### [Problem to solve]
Count, in the entries below, the lines in which "particles" occurs. Give the number, nothing more.

Collected data:
::::

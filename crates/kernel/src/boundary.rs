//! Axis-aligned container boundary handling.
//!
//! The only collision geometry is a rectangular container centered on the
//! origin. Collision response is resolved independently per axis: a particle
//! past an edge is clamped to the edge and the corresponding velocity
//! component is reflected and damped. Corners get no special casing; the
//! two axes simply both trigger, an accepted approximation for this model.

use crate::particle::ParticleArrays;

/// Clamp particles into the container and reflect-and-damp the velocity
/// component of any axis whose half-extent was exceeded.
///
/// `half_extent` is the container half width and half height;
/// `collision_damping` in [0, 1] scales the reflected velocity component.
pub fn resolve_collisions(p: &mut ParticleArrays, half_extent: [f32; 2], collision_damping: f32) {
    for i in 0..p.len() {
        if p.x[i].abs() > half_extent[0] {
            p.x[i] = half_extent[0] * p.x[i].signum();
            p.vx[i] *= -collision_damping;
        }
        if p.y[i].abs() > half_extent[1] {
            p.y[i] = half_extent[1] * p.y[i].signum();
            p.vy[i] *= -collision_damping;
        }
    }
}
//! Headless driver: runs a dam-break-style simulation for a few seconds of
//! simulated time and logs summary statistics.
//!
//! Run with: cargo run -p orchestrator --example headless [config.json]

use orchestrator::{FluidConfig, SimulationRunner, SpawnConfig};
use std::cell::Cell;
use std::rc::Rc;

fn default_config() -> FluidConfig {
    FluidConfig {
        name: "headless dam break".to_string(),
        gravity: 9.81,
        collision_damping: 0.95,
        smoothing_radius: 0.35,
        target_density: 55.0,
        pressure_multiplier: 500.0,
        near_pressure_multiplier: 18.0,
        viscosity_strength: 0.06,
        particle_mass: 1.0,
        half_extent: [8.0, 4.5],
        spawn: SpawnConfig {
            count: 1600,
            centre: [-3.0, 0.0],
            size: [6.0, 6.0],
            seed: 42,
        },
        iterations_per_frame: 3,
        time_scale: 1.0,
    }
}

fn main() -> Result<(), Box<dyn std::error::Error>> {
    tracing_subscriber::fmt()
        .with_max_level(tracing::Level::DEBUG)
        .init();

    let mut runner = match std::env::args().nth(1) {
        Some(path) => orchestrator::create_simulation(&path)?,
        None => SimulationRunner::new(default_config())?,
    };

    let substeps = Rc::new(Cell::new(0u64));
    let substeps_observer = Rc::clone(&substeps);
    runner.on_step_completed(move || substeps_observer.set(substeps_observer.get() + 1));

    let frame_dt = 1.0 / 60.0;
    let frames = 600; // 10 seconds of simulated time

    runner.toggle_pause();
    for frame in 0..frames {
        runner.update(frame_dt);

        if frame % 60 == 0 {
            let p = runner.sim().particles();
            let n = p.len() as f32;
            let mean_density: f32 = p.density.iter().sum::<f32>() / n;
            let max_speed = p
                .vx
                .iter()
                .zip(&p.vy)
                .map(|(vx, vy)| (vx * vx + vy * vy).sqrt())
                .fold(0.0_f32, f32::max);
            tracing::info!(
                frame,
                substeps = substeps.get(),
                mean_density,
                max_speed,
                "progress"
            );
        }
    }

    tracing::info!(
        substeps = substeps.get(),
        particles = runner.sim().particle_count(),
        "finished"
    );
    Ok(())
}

::::

### [Response below]
3